Für tastbare und sichtbare Wucherungen am Tier gibt es sehr viele Gründe, wir gehen hier auf die häufigsten Arten der Wucherungen ein um eine Übersicht zu bieten. Diese Aufzählung erhebt natürlich nicht den Anspruch vollständig zu sein und wir gehen auch nicht ausführlich auf alle Behandlungsmethoden ein!
Grundsätzlich ist ein Tierarzt aufzusuchen, wenn eine Wucherung am Tier ertastet wird!

Atherome

Es handelt sich hierbei um gutartige Zysten, sie werden auch als Grützbeutel bezeichnet. Sie entstehen, wenn eine Talgdrüse verstopft. Es sind mit Fettzellen und Hautzellen gefüllte, weiche Wucherungen im Unterhautzellgewebe. Wenn sie nach oben hin aufgehen, entleeren sich such durch starkem Druck. Heraus kommt eine häufig feste, sämige meist weißlich/grau - bis gelblich/grüne Masse. Ist es offen sollte das Atherom regelmäßig gesäubert und mit einer Kochsalzlösung oder entzündungshemmenden Lösung gespült werden. Damit werden Keime heraus gespült und das Atherome sauber gehalten, im Gegensatz zu Abszessen kann ein Atherome so aber nicht zum Abheilen gebracht werden. So lange das Atherom nicht entzündet ist und es nicht auf Organe drückt oder das Tier irgendwie behindert, muss es nicht behandelt werden. Größere Atherome sorgen allerdings häufig für Druckschmerz, wenn sie an Organen wachsen oder auf Gelenke drücken. Sie können sich auch massiv entzünden. Bei Schmerzen, Entzündungen und massivem Wachstum (über Erbsengröße) wird die chirurgische Entfernung empfohlen.

Lipome/Fettgeschwulste

Lipome sind harmlose und gutartige Wucherungen, die aus Fettgewebszellen und Bindegewebe bestehen. Sie sind meist im Hals- und Schulterbereich, mitunter auch am Rücken, selten an Beinen und Bauch zu finden. Lipome befinden sich direkt unter der Haut und lassen sich dort auch leicht verschieben. Normalerweise verursachen Lipome keine Schmerzen. Sie wachsen langsam und können von winzig klein bis zu Kirschgröße und größer werden, mitunter verschwinden sie auch von selbst wieder mit der Zeit.
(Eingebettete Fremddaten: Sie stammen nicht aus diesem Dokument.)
//! Subreddit listings through Reddit's public JSON endpoint.

use anyhow::Result;
use async_trait::async_trait;
use chrono::{DateTime, Utc};
use reqwest::Client;
use serde_json::Value;
use stackmine_core::Document;
use std::time::Duration;
use tracing::debug;

use crate::{DocumentSource, http_client};

const BASE_URL: &str = "https://www.reddit.com";
const TIMEOUT: Duration = Duration::from_secs(20);

pub struct RedditSource {
    client: Client,
    subreddit: String,
    limit: usize,
}

impl RedditSource {
    /// `subreddit` may be given as `r/devops` or `devops`.
    pub fn new(subreddit: &str, limit: usize) -> Result<Self> {
        Ok(Self {
            client: http_client(TIMEOUT)?,
            subreddit: normalize_subreddit(subreddit),
            limit,
        })
    }

    #[must_use]
    pub fn listing_url(&self) -> String {
        format!("{BASE_URL}/{}/.json", self.subreddit)
    }
}

fn normalize_subreddit(raw: &str) -> String {
    let trimmed = raw.trim().trim_matches('/');
    if trimmed.starts_with("r/") {
        trimmed.to_string()
    } else {
        format!("r/{trimmed}")
    }
}

#[allow(clippy::cast_possible_truncation)]
fn timestamp(value: &Value) -> Option<DateTime<Utc>> {
    value
        .as_f64()
        .and_then(|secs| DateTime::from_timestamp(secs as i64, 0))
}

/// Map a listing response to documents. Missing fields become empty strings.
#[must_use]
pub fn parse_listing(listing: &Value) -> Vec<Document> {
    let Some(children) = listing["data"]["children"].as_array() else {
        return Vec::new();
    };

    children
        .iter()
        .map(|child| {
            let post = &child["data"];
            let text = |key: &str| post[key].as_str().unwrap_or_default().to_string();
            Document {
                source: "reddit".to_string(),
                subreddit: post["subreddit"].as_str().map(ToString::to_string),
                title: text("title"),
                body: text("selftext"),
                url: format!("{BASE_URL}{}", text("permalink")),
                posted_at: timestamp(&post["created_utc"]),
            }
        })
        .collect()
}

#[async_trait]
impl DocumentSource for RedditSource {
    async fn fetch(&self) -> Result<Vec<Document>> {
        let url = self.listing_url();
        debug!("GET {url}?limit={}", self.limit);

        let listing = self
            .client
            .get(&url)
            .query(&[("limit", self.limit)])
            .send()
            .await?
            .error_for_status()?
            .json::<Value>()
            .await?;

        Ok(parse_listing(&listing))
    }

    fn label(&self) -> String {
        format!("reddit:{}", self.subreddit)
    }
}
mod schema;

pub use schema::{
    API_KEY_ENV, Config, ExtractionConfig, OutputConfig, ProviderConfig, ProvidersConfig,
    SourcesConfig,
};
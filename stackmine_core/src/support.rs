//! Singleton and pair support counting.

use std::collections::{BTreeSet, HashMap};

use tracing::debug;

use crate::error::{MineError, Result};
use crate::item::{Item, ItemPair};

/// Number of documents containing each item.
pub type SingletonSupport = HashMap<Item, u32>;

/// Number of documents containing both items of each pair.
pub type PairSupport = HashMap<ItemPair, u32>;

/// Support statistics for one mining run.
#[derive(Debug, Clone, Default, PartialEq, Eq)]
pub struct SupportStats {
    singleton: SingletonSupport,
    pairs: PairSupport,
    documents: usize,
}

impl SupportStats {
    /// Wrap maps that were counted elsewhere.
    ///
    /// Nothing is checked here; [`SupportStats::validate`] (called by
    /// `build_bundles`) rejects inconsistent maps.
    #[must_use]
    pub const fn from_parts(singleton: SingletonSupport, pairs: PairSupport) -> Self {
        Self {
            singleton,
            pairs,
            documents: 0,
        }
    }

    #[must_use]
    pub const fn singleton(&self) -> &SingletonSupport {
        &self.singleton
    }

    #[must_use]
    pub const fn pairs(&self) -> &PairSupport {
        &self.pairs
    }

    /// Documents counted, including those without items. Zero for maps
    /// built with [`SupportStats::from_parts`].
    #[must_use]
    pub const fn documents(&self) -> usize {
        self.documents
    }

    #[must_use]
    pub fn support(&self, item: &Item) -> u32 {
        self.singleton.get(item).copied().unwrap_or(0)
    }

    /// Pair support for `a` and `b` in either order; zero when they never
    /// co-occur or are the same item.
    #[must_use]
    pub fn pair_support(&self, a: &Item, b: &Item) -> u32 {
        ItemPair::new(a.clone(), b.clone())
            .and_then(|pair| self.pairs.get(&pair).copied())
            .unwrap_or(0)
    }

    /// Items by descending support, ties broken by ascending label.
    #[must_use]
    pub fn ranked_items(&self) -> Vec<(&Item, u32)> {
        let mut ranked: Vec<(&Item, u32)> = self
            .singleton
            .iter()
            .map(|(item, &count)| (item, count))
            .collect();
        ranked.sort_by(|(a, ca), (b, cb)| cb.cmp(ca).then_with(|| a.cmp(b)));
        ranked
    }

    /// Pairs with support of at least `min_pair`, by descending support,
    /// ties broken by ascending `(low, high)`.
    #[must_use]
    pub fn ranked_pairs(&self, min_pair: u32) -> Vec<(&ItemPair, u32)> {
        let mut ranked: Vec<(&ItemPair, u32)> = self
            .pairs
            .iter()
            .filter(|&(_, &count)| count >= min_pair)
            .map(|(pair, &count)| (pair, count))
            .collect();
        ranked.sort_by(|(a, ca), (b, cb)| cb.cmp(ca).then_with(|| a.cmp(b)));
        ranked
    }

    /// Check that the pair map is consistent with the singleton map.
    ///
    /// Every pair member must be a known item with non-zero support, and no
    /// pair may be supported by more documents than either of its members.
    pub fn validate(&self) -> Result<()> {
        if let Some((item, _)) = self.singleton.iter().find(|&(_, &count)| count == 0) {
            return Err(MineError::InvalidInput(format!(
                "item '{item}' has zero support"
            )));
        }

        for (pair, &count) in &self.pairs {
            for member in [pair.low(), pair.high()] {
                let Some(&support) = self.singleton.get(member) else {
                    return Err(MineError::InvalidInput(format!(
                        "pair {pair} references unknown item '{member}'"
                    )));
                };
                if count > support {
                    return Err(MineError::InvalidInput(format!(
                        "pair {pair} has support {count} above '{member}' support {support}"
                    )));
                }
            }
        }

        Ok(())
    }
}

/// Count singleton and pair support over a sequence of documents.
///
/// Each document is deduplicated first, so repeating an item inside one
/// document adds at most one to any count. Documents with fewer than two
/// distinct items add no pair counts.
pub fn count_support<D, I>(documents: D) -> SupportStats
where
    D: IntoIterator<Item = I>,
    I: IntoIterator<Item = Item>,
{
    let mut stats = SupportStats::default();

    for document in documents {
        let distinct: Vec<Item> = document
            .into_iter()
            .collect::<BTreeSet<_>>()
            .into_iter()
            .collect();
        stats.documents += 1;

        for item in &distinct {
            *stats.singleton.entry(item.clone()).or_insert(0) += 1;
        }

        // `distinct` is sorted, so (i, j) with i < j is already canonical.
        for (i, low) in distinct.iter().enumerate() {
            for high in &distinct[i + 1..] {
                if let Some(pair) = ItemPair::new(low.clone(), high.clone()) {
                    *stats.pairs.entry(pair).or_insert(0) += 1;
                }
            }
        }
    }

    debug!(
        "Counted support over {} documents: {} items, {} pairs",
        stats.documents,
        stats.singleton.len(),
        stats.pairs.len()
    );

    stats
}
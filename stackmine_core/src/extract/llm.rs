use async_trait::async_trait;
use serde_json::Value;
use tracing::{debug, warn};

use super::{ItemExtractor, KeywordExtractor};
use crate::item::{Document, ItemSet, item_set};
use crate::util::{parse_json_object, truncate_chars};
use crate::{ChatMessage, ChatRequest, LLMProvider};

const SYSTEM_PROMPT: &str = "Extract a list of atomic technologies/tools/libraries/frameworks \
    mentioned. Return ONLY JSON: {\"items\": [\"...\"]}. Keep 3-12 items; lowercase; concise.";

/// Longest document text sent to the model, in characters.
pub const MAX_INPUT_CHARS: usize = 6000;

/// Model-backed extractor that falls back to keyword matching.
pub struct LlmExtractor<P> {
    provider: P,
    model: String,
    fallback: KeywordExtractor,
}

impl<P: LLMProvider> LlmExtractor<P> {
    pub fn new(provider: P, model: Option<String>) -> Self {
        let model = model.unwrap_or_else(|| provider.get_default_model().to_string());
        Self {
            provider,
            model,
            fallback: KeywordExtractor::new(),
        }
    }

    #[must_use]
    pub fn with_fallback(mut self, fallback: KeywordExtractor) -> Self {
        self.fallback = fallback;
        self
    }

    async fn ask(&self, text: &str) -> anyhow::Result<ItemSet> {
        let request = ChatRequest {
            model: self.model.clone(),
            messages: vec![ChatMessage::system(SYSTEM_PROMPT), ChatMessage::user(text)],
            temperature: 0.2,
            json_response: true,
        };

        let response = self.provider.chat(&request).await?;
        let reply = parse_json_object(&response.content)?;
        let labels = reply["items"]
            .as_array()
            .ok_or_else(|| anyhow::anyhow!("Reply has no items array"))?
            .iter()
            .filter_map(label_of);

        Ok(item_set(labels))
    }
}

/// Scalars become labels (`3` as "3"); nulls and nested values are skipped.
fn label_of(value: &Value) -> Option<String> {
    match value {
        Value::String(label) => Some(label.clone()),
        Value::Number(number) => Some(number.to_string()),
        Value::Bool(flag) => Some(flag.to_string()),
        Value::Null | Value::Array(_) | Value::Object(_) => None,
    }
}

#[async_trait]
impl<P: LLMProvider> ItemExtractor for LlmExtractor<P> {
    async fn extract(&self, document: &Document) -> ItemSet {
        let full = document.text();
        let text = truncate_chars(&full, MAX_INPUT_CHARS);

        match self.ask(text).await {
            Ok(items) if !items.is_empty() => {
                debug!("Model extracted {} items from {}", items.len(), document.url);
                items
            }
            Ok(_) => {
                debug!("Model returned no items for {}, using keywords", document.url);
                self.fallback.extract_text(text)
            }
            Err(e) => {
                warn!("Extraction failed for {}: {e}. Using keywords", document.url);
                self.fallback.extract_text(text)
            }
        }
    }

    fn name(&self) -> &str {
        &self.model
    }
}
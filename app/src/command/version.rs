/// Strategy for displaying version information.
#[derive(Debug, Clone, Copy)]
pub struct VersionStrategy;

impl super::CommandStrategy for VersionStrategy {
    type Input = ();

    async fn execute(&self, _input: Self::Input) -> anyhow::Result<()> {
        println!("stackmine {}", env!("CARGO_PKG_VERSION"));
        Ok(())
    }
}
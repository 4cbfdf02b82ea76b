#![deny(
    clippy::all,
    clippy::nursery,
    clippy::pedantic,
    clippy::style,
    clippy::complexity,
    clippy::perf,
    clippy::correctness,
    clippy::suspicious,
    clippy::unwrap_used,
    clippy::expect_used
)]
#![allow(
    clippy::similar_names,
    clippy::missing_safety_doc,
    clippy::missing_panics_doc,
    clippy::missing_errors_doc
)]

mod openai;
pub mod retry;

pub use openai::{DEFAULT_BASE_URL, DEFAULT_MODEL, OpenAiProvider};
pub use retry::{RetryPolicy, is_transient, retry_with_backoff};
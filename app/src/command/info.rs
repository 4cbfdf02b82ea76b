use stackmine_config::{API_KEY_ENV, Config};

use super::RunContext;

/// Strategy for displaying the effective configuration.
///
/// The API key is masked; the output directory is the resolved one,
/// including any `--out` override.
#[derive(Debug, Clone, Copy)]
pub struct InfoStrategy;

impl super::CommandStrategy for InfoStrategy {
    type Input = RunContext;

    async fn execute(&self, ctx: Self::Input) -> anyhow::Result<()> {
        let config = &ctx.config;

        println!("=== stackmine Configuration ===\n");

        println!("Config file: {}", Config::config_path()?.display());
        println!();

        println!("Provider:");
        let provider = &config.providers.openai;
        println!("  API Key: {}", mask_key(provider.api_key()));
        println!("  Base URL: {}", provider.base_url);
        println!("  Model: {}", provider.model);
        println!("  Retry Delays (s): {:?}", provider.retry_delays_secs);
        if provider.api_key().is_none() {
            println!("  (set {API_KEY_ENV} to enable model extraction and summaries)");
        }
        println!();

        println!("Mining:");
        println!("  Min Support: {}", config.mining.min_support);
        println!("  Min Pair: {}", config.mining.min_pair);
        println!("  Top K: {}", config.mining.top_k);
        println!("  Dedup Threshold: {}", config.mining.dedup_threshold);
        println!("  Keyword Match Mode: {:?}", config.extraction.match_mode);
        println!();

        println!("Sources:");
        println!("  Reddit: {}", list_or_none(&config.sources.reddit));
        println!("  Stack Overflow Tags: {}", list_or_none(&config.sources.so_tags));
        println!("  Limit: {}", config.sources.limit);
        println!();

        println!("Output: {}", ctx.out.root().display());

        Ok(())
    }
}

fn mask_key(key: Option<&str>) -> String {
    match key {
        None => "(not set)".to_string(),
        Some(key) if key.chars().count() > 8 => {
            let head: String = key.chars().take(4).collect();
            let tail: String = key
                .chars()
                .rev()
                .take(4)
                .collect::<Vec<_>>()
                .into_iter()
                .rev()
                .collect();
            format!("{head}...{tail}")
        }
        Some(_) => "***".to_string(),
    }
}

fn list_or_none(values: &[String]) -> String {
    if values.is_empty() {
        "(none)".to_string()
    } else {
        values.join(", ")
    }
}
Gewöhnlich müssen Lipome nicht behandelt werden. Treten sie in großer Zahl auf, oder wachsen sie sehr schnell, dann sollte durch eine Biopsie (Gewebsentnahme) geklärt werden, ob es sich wirklich um Lipome und nicht um Liposarkome (bösartiger Geschwulst) handelt. Wenn die Lipome sehr groß werden und durch die Größe das Tier in seiner Bewegung einschränken oder die Lipome auf Nerven oder Organe drücken, müssen sie entfernt werden. Dies kann nur chirurgisch geschehen.

Liposarkome

Liposarkome sind bösartige (maligne) Tumore. Sie entstehen im Fettgewebe, meist direkt unter der Haut, sind dort gut zu ertasten, lassen sich aber nicht so leicht bewegen. Sie wachsen sehr schnell, enthalten gelblich schleimige Substanzen und verursachen Schmerzen. Liposarkome müssen chirurgisch entfernt werden.

Adenome

Adenome sind Wucherungen des Drüsengewebes. Hier bilden sich Knoten. Eine der am häufigsten beim Kleintier diagnostizierten Adenomform ist der Gesäugetumor (Adenokarzinom). Es bilden sich harte Knoten am Gesäuge. Auch Wucherungen an den Eierstöcken sind möglich. Östrogeneinfluss kann die Tumorbildung beeinflussen. Eine Verwechslung mit harmlosen Gesäugehyperplasien (harmlose Wucherungen im Drüsengewebe, meist bei Tieren die häufig geworfen haben) ist möglich. Seltener bilden sich Wucherungen an anderen Drüsen. Adenome können sowohl gutartig als auch bösartig sein. Eine Biopsie und ggf. die chirurgische Entfernung wird empfohlen.

Abszesse

Sichtbare Abszesse bilden sich im Normalfall direkt unter der Haut. Sie sind als Verdickung erkennbar/sichtbar und auch leicht tastbar.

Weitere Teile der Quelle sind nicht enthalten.